Training Dogs to Assist People in Wheelchairs


Wheelchair Assistance Dogs

Wheelchair Assistance Dog Training

We all know dogs are wonderful companions and they can be especially beneficial for a person in a wheelchair. However, it is extremely important you pick the dog breed that will thrive in the kind of lifestyle you live. If you don’t, chances are you’ll be contacting your local dog trainer or animal school for help.

Things to Consider When Selecting a Dog


When selecting a type of dog breed that will fit your lifestyle, consider the following: Is the climate you live in generally hot or cold? Are you regularly an active person or a homebody? Are there kids in the household or other dogs? Your lifestyle should be the determining factor in deciding which dog to adopt. While this may be a difficult factor to delineate, it’s more important than how cute the dog is.

Dog Breeds

If you’re in a wheelchair, you most likely need a dog who is not very active and is as low-maintenance as possible. The Mastiff is a great choice, as the breed is very calm and easygoing. Keep in mind, Mastiffs are large in size.

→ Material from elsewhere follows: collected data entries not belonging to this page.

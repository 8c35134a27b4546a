//! HZ-003: Element path identities.
//!
//! A path is built as traversal descends: `parent/tag[@attr='value']...`.
//! Only the discriminating attributes of an element kind take part, in a fixed
//! order, so the path does not depend on how the source orders its attributes.
//! Single quotes inside values are doubled, so distinct values never collide.

use std::fmt;

/// Stable structural identity of an element occurrence.
#[derive(Debug, Clone, Default, PartialEq, Eq, Hash, PartialOrd, Ord)]
pub struct ElementPath(String);

impl ElementPath {
    /// Start a path at an absolute location such as `/job/tasks`.
    pub fn root(path: &str) -> Self {
        Self(path.to_string())
    }

    /// Descend into an unkeyed child (e.g. `options`).
    pub fn child(&self, tag: &str) -> Self {
        Self(format!("{}/{}", self.0, tag))
    }

    /// Descend into a child identified by its discriminating attributes.
    pub fn keyed(&self, tag: &str, keys: &[(&str, &str)]) -> Self {
        let mut path = format!("{}/{}", self.0, tag);
        for (attr, value) in keys {
            path.push_str("[@");
            path.push_str(attr);
            path.push_str("='");
            path.push_str(&escape_value(value));
            path.push_str("']");
        }
        Self(path)
    }

    pub fn as_str(&self) -> &str {
        &self.0
    }
}

impl fmt::Display for ElementPath {
    fn fmt(&self, f: &mut fmt::Formatter<'_>) -> fmt::Result {
        f.write_str(&self.0)
    }
}

/// Neutralize quotes inside a predicate value (XPath 2.0 doubling).
fn escape_value(value: &str) -> String {
    value.replace('\'', "''")
}

#[cfg(test)]
mod tests {
    use super::*;
    use proptest::prelude::*;

    #[test]
    fn test_hz003_keyed_single() {
        let p = ElementPath::root("/job/tasks").keyed("createSchema", &[("code", "orders")]);
        assert_eq!(p.as_str(), "/job/tasks/createSchema[@code='orders']");
    }

    #[test]
    fn test_hz003_keyed_nested() {
        let schema = ElementPath::root("/job/tasks").keyed("createSchema", &[("code", "orders")]);
        let field = schema.keyed("createField", &[("schemaCode", "orders"), ("code", "status")]);
        assert_eq!(
            field.to_string(),
            "/job/tasks/createSchema[@code='orders']/createField[@schemaCode='orders'][@code='status']"
        );
    }

    #[test]
    fn test_hz003_child_then_keyed() {
        let ds = ElementPath::root("/job/tasks").keyed("createDataset", &[("code", "colors")]);
        let opt = ds.child("options").keyed("option", &[("code", "red")]);
        assert_eq!(
            opt.as_str(),
            "/job/tasks/createDataset[@code='colors']/options/option[@code='red']"
        );
    }

    #[test]
    fn test_hz003_quotes_escaped() {
        let p = ElementPath::root("").keyed("createSchema", &[("code", "o'brien")]);
        assert_eq!(p.as_str(), "/createSchema[@code='o''brien']");
        // "a'][@code='b" must not forge a second predicate
        let forged = ElementPath::root("").keyed("x", &[("code", "a'][@code='b")]);
        let honest = ElementPath::root("").keyed("x", &[("code", "a"), ("code", "b")]);
        assert_ne!(forged, honest);
    }

    proptest! {
        #[test]
        fn test_hz003_deterministic(parent in ".{0,20}", tag in "[a-zA-Z]{1,12}", a in ".{0,16}", b in ".{0,16}") {
            let p = ElementPath::root(&parent);
            let one = p.keyed(&tag, &[("schemaCode", &a), ("code", &b)]);
            let two = p.keyed(&tag, &[("schemaCode", &a), ("code", &b)]);
            prop_assert_eq!(one, two);
        }

        #[test]
        fn test_hz003_distinct_values_distinct_paths(a in ".{0,16}", b in ".{0,16}") {
            prop_assume!(a != b);
            let p = ElementPath::root("/r");
            prop_assert_ne!(p.keyed("t", &[("code", &a)]), p.keyed("t", &[("code", &b)]));
        }
    }
}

If you want a dog of smaller stature, consider a Basset Hound. The Basset Hound is of good nature and generally gets along with other dogs, pets and children. Other low-maintenance breeds to consider are the friendly Great Dane, the protective Chesapeake Bay Retriever and the loyal Greater Swiss Mountain Dog.

How to Train a Dog for Wheelchair Assistance

Walk Your Dog

Before going on a walk with your dog, you’ll need to make sure your dog understands to stay on one side of you the entire time. You may want to consider hiring a certified dog trainer to help teach your dog how to properly walk next to you.

RELATED: Playing With Your Dog

Playing fetch with your dog is a great alternative to walking. You’ll want to teach your dog to drop the ball in your hand or on your lap rather than the floor. It’s recommended to have at least 20 to 30 minutes of interactive exercise with your dog daily no matter his breed. It will help you bond with your dog as well as improve your dog’s health. As the old adage goes, a tired dog is a good dog!

Take the Lead

Something else to keep in mind is leadership exercises. You need to make sure your dog understands you are the leader of the pack. This will help ensure he listens to you. You don’t want your dog to chase after a squirrel on a walk and not come when called.

To incorporate a few leadership exercises, start by feeding your dog after you eat and providing rewards you know your dog likes (e.g. food, petting and praise) when he’s obedient. Asking for a simple “sit” before you pet him is enough. Also, don’t allow your dog to get up on the furniture.

Due Diligence is a Must

Dogs are amazing companions for people of every lifestyle and disability. Remember to research the breed you want to make sure the dog you select will adapt easily to your lifestyle. Spend time teaching your dog simple obedience cues and leadership exercises to ensure a long and happy life for the both of you.